Translation control often operates via remodeling of messenger ribonucleoprotein particles. The poly(A) binding protein (PABP) simultaneously interacts with the 3' poly(A) tail of the mRNA and the eukaryotic translation initiation factor 4G (eIF4G) to stimulate translation. PABP also promotes miRNA-dependent deadenylation and translational repression of target mRNAs. We demonstrate that isoform 2 of the mouse heterogeneous nuclear protein Q (hnRNP-Q2/SYNCRIP) binds poly(A) by default when PABP binding is inhibited. In addition, hnRNP-Q2 competes with PABP for binding to poly(A) in vitro. Depleting hnRNP-Q2 from translation extracts stimulates cap-dependent and IRES-mediated translation that is dependent on the PABP/poly(A) complex. Adding recombinant hnRNP-Q2 to the extracts inhibited translation in a poly(A) tail-dependent manner. The displacement of PABP from the poly(A) tail by hnRNP-Q2 impaired the association of eIF4E with the 5' m(7)G cap structure of mRNA, resulting in the inhibition of 48S and 80S ribosome initiation complex formation. In mouse fibroblasts, silencing of hnRNP-Q2 stimulated translation. In addition, hnRNP-Q2 impeded let-7a miRNA-mediated deadenylation and repression of target mRNAs, which require PABP. Thus, by competing with PABP, hnRNP-Q2 plays important roles in the regulation of global translation and miRNA-mediated repression of specific mRNAs.

Control of synaptic plasticity and memory via suppression of poly(A)-binding protein.

Control of protein synthesis is critical for synaptic plasticity and memory formation. However, the molecular mechanisms linking neuronal activity to activation of mRNA translation are not fully understood. Here, we report that the translational repressor poly(A)-binding protein (PABP)-interacting protein 2A (PAIP2A), an inhibitor of PABP, is rapidly proteolyzed by calpains in stimulated neurons and following training for contextual memory. Paip2a knockout mice exhibit a lowered threshold for the induction of sustained long-term potentiation and an enhancement of long-term memory after weak training.
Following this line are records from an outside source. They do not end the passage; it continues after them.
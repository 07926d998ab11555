// src/core/warden/failover.rs

//! The failover state machine (§4.5.1): `WaitStart -> SelectReplica ->
//! SendReplicaofNoOne -> WaitPromotion -> ReconfReplicas -> UpdateConfig ->
//! None`. Each step is advanced from `monitor.rs`'s tick handler, which owns
//! the actual socket I/O; this module decides *when* to advance and *what*
//! command to send next, returning an `Action` the caller executes.

use super::events::Event;
use super::instance::{FailoverState, PrimaryConfig, PrimaryRecord, StatusFlags};
use super::quorum;
use crate::core::protocol::RespFrame;
use rand::Rng;
use std::time::{Duration, Instant};
use tracing::{debug, info, warn};

/// §4.5 "to avoid split votes": a freshly-started or just-deferred election
/// is randomly smeared across this window.
pub const MAX_DESYNC: Duration = Duration::from_millis(1000);

/// Something the monitor tick must do as a result of advancing the FSM.
/// Kept side-effect-free here so the state machine itself stays unit
/// testable without any connections.
pub enum Action {
    None,
    ElectedLeader,
    AbortNotElected,
    SendReplicaofNoOneTo { run_id: String },
    PollPromotedReplicaInfo { run_id: String },
    SendReplicaofBundleToReplica { run_id: String, new_primary_addr: (String, u16) },
    AbortNoGoodReplica,
}

/// §4.5 step 1: begins the FSM for a primary that has just reached ODOWN.
/// No-op if a failover is already running or the previous one ended too
/// recently (`failover_timeout`, §4.5 guard). Bumps `current_epoch` into
/// `failover_epoch` and casts our own leader vote for ourselves — the
/// caller persists this before the bump is observable (§7).
pub fn try_start(primary: &mut PrimaryRecord, my_run_id: &str, new_epoch: u64, now: Instant) -> bool {
    if primary.failover_state != FailoverState::None {
        return false;
    }
    if let Some(last_end) = primary.last_failover_end_time
        && now.duration_since(last_end) < primary.config.failover_timeout
        && !primary.flags.contains(StatusFlags::FORCE_FAILOVER)
    {
        return false;
    }
    primary.failover_state = FailoverState::WaitStart;
    primary.failover_state_change_time = Some(now);
    primary.failover_start_time = Some(now + jitter());
    primary.flags.insert(StatusFlags::FAILOVER_IN_PROGRESS);
    primary.failover_epoch = new_epoch;
    primary.leader_run_id = Some(my_run_id.to_string());
    primary.leader_epoch = Some(new_epoch);
    primary
        .votes_received
        .insert(my_run_id.to_string(), (my_run_id.to_string(), new_epoch));
    if primary.flags.contains(StatusFlags::SIMULATE_CRASH_AFTER_ELECTION) {
        debug!(
            "simulate-failure crash-after-election: would have crashed here for primary '{}'",
            primary.name
        );
    }
    true
}

fn jitter() -> Duration {
    Duration::from_millis(rand::thread_rng().gen_range(0..=MAX_DESYNC.as_millis() as u64))
}

/// §4.5 self-vote recorded for someone else (§7 "self-vote recorded"):
/// delays our own next failover attempt so the sentinel we voted for gets a
/// chance to lead first.
pub fn defer_own_attempt(primary: &mut PrimaryRecord, now: Instant) {
    primary.failover_start_time = Some(now + jitter());
}

/// Advances the FSM by (at most) one transition per call and returns the
/// action the caller should perform. Call once per tick while a failover is
/// in progress.
pub fn advance(
    primary: &mut PrimaryRecord,
    my_run_id: &str,
    election_timeout: Duration,
    ping_period: Duration,
    info_period: Duration,
    now: Instant,
) -> Action {
    match primary.failover_state {
        FailoverState::None => Action::None,

        FailoverState::WaitStart => {
            let tally = quorum::tally_votes_for(primary.votes_received.values(), primary.failover_epoch);
            let voters = primary.sentinels.len() as u32 + 1;
            let majority = voters / 2 + 1;
            let required = majority.max(primary.config.quorum);
            let winner = tally
                .iter()
                .max_by_key(|(_, &count)| count)
                .filter(|(_, &count)| count >= required)
                .map(|(candidate, _)| candidate.clone());
            let is_leader = winner.as_deref() == Some(my_run_id);
            let forced = primary.flags.contains(StatusFlags::FORCE_FAILOVER);

            if is_leader || forced {
                info!("elected leader for failover of primary '{}'", primary.name);
                primary.failover_state = FailoverState::SelectReplica;
                primary.failover_state_change_time = Some(now);
                return Action::ElectedLeader;
            }

            let deadline = election_timeout.min(primary.config.failover_timeout);
            if let Some(start) = primary.failover_start_time
                && now.duration_since(start) > deadline
            {
                warn!(
                    "failover of primary '{}' aborted: not elected leader",
                    primary.name
                );
                abort(primary, now);
                return Action::AbortNotElected;
            }
            Action::None
        }

        FailoverState::SelectReplica => match primary.select_promotion_candidate(now, ping_period, info_period) {
            Some(run_id) => {
                info!("selected {} for promotion on primary '{}'", run_id, primary.name);
                primary.promoted_replica = Some(run_id.clone());
                primary.failover_state = FailoverState::SendReplicaofNoOne;
                primary.failover_state_change_time = Some(now);
                Action::SendReplicaofNoOneTo { run_id }
            }
            None => {
                warn!("no suitable replica to promote for primary '{}'", primary.name);
                abort(primary, now);
                Action::AbortNoGoodReplica
            }
        },

        FailoverState::SendReplicaofNoOne => {
            if let Some(run_id) = primary.promoted_replica.clone() {
                primary.failover_state = FailoverState::WaitPromotion;
                primary.failover_state_change_time = Some(now);
                Action::PollPromotedReplicaInfo { run_id }
            } else {
                abort(primary, now);
                Action::AbortNoGoodReplica
            }
        }

        FailoverState::WaitPromotion => {
            let Some(run_id) = primary.promoted_replica.clone() else {
                abort(primary, now);
                return Action::AbortNoGoodReplica;
            };
            let promoted = primary
                .replicas
                .get(&run_id)
                .map(|r| r.flags.contains(StatusFlags::PROMOTED))
                .unwrap_or(false);
            if promoted {
                primary.failover_state = FailoverState::ReconfReplicas;
                primary.failover_state_change_time = Some(now);
                primary
                    .replicas_reconfiguring
                    .extend(primary.replicas.keys().filter(|k| **k != run_id).cloned());
                Action::PollPromotedReplicaInfo { run_id }
            } else if let Some(change) = primary.failover_state_change_time
                && now.duration_since(change) > elapsed_wait_promotion_timeout(&primary.config)
            {
                warn!(
                    "timed out waiting for promotion of {} on primary '{}'",
                    run_id, primary.name
                );
                abort(primary, now);
                Action::AbortNoGoodReplica
            } else {
                Action::PollPromotedReplicaInfo { run_id }
            }
        }

        FailoverState::ReconfReplicas => {
            let Some(run_id) = primary.promoted_replica.clone() else {
                abort(primary, now);
                return Action::AbortNoGoodReplica;
            };
            let new_addr = primary
                .replicas
                .get(&run_id)
                .map(|r| (r.addr.ip.clone(), r.addr.port));
            match primary.replicas_reconfiguring.iter().next().cloned() {
                Some(target) if new_addr.is_some() => {
                    primary.replicas_reconfiguring.remove(&target);
                    Action::SendReplicaofBundleToReplica {
                        run_id: target,
                        new_primary_addr: new_addr.unwrap(),
                    }
                }
                _ => {
                    primary.failover_state = FailoverState::UpdateConfig;
                    primary.failover_state_change_time = Some(now);
                    Action::None
                }
            }
        }

        FailoverState::UpdateConfig => {
            finish(primary, now);
            Action::None
        }
    }
}

fn elapsed_wait_promotion_timeout(config: &PrimaryConfig) -> Duration {
    config.failover_timeout / 2
}

fn abort(primary: &mut PrimaryRecord, now: Instant) {
    primary.reset_failover_state();
    primary.last_failover_end_time = Some(now);
}

/// §4.5.1 final step: promotes the candidate to be the tracked primary
/// address/run id and clears the FSM. The old primary record itself is
/// demoted to a replica by the caller once it rejoins (§4.3.3 re-detection).
fn finish(primary: &mut PrimaryRecord, now: Instant) {
    if let Some(run_id) = primary.promoted_replica.clone()
        && let Some(replica) = primary.replicas.get(&run_id)
    {
        let old_addr = primary.addr.to_string();
        let new_addr_str = replica.addr.to_string();
        primary.addr = replica.addr.clone();
        primary.run_id = Some(run_id.clone());
        primary.config_epoch = primary.failover_epoch.max(primary.config_epoch);
        primary.replicas.shift_remove(&run_id);
        info!(
            "failover for '{}' complete: {} -> {}",
            primary.name, old_addr, new_addr_str
        );
        if primary.flags.contains(StatusFlags::SIMULATE_CRASH_AFTER_PROMOTION) {
            debug!(
                "simulate-failure crash-after-promotion: would have crashed here for primary '{}'",
                primary.name
            );
        }
    }
    primary.last_failover_end_time = Some(now);
    primary.reset_failover_state();
}

pub fn switch_master_event(primary: &PrimaryRecord, old_addr: String) -> Event {
    Event::SwitchMaster {
        master: primary.name.clone(),
        old: old_addr,
        new: primary.addr.to_string(),
    }
}

pub fn replicaof_no_one_frame() -> RespFrame {
    RespFrame::Array(vec![
        RespFrame::BulkString("REPLICAOF".into()),
        RespFrame::BulkString("NO".into()),
        RespFrame::BulkString("ONE".into()),
    ])
}

pub fn replicaof_frame(ip: &str, port: u16) -> RespFrame {
    RespFrame::Array(vec![
        RespFrame::BulkString("REPLICAOF".into()),
        RespFrame::BulkString(ip.to_string().into()),
        RespFrame::BulkString(port.to_string().into()),
    ])
}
Translation of CaMKIIα mRNA is enhanced in Paip2a⁻/⁻ slices upon tetanic stimulation and in the hippocampus of Paip2a⁻/⁻ mice following contextual fear learning. We demonstrate that activity-dependent degradation of PAIP2A relieves translational inhibition of memory-related genes through PABP reactivation and conclude that PAIP2A is a pivotal translational regulator of synaptic plasticity and memory.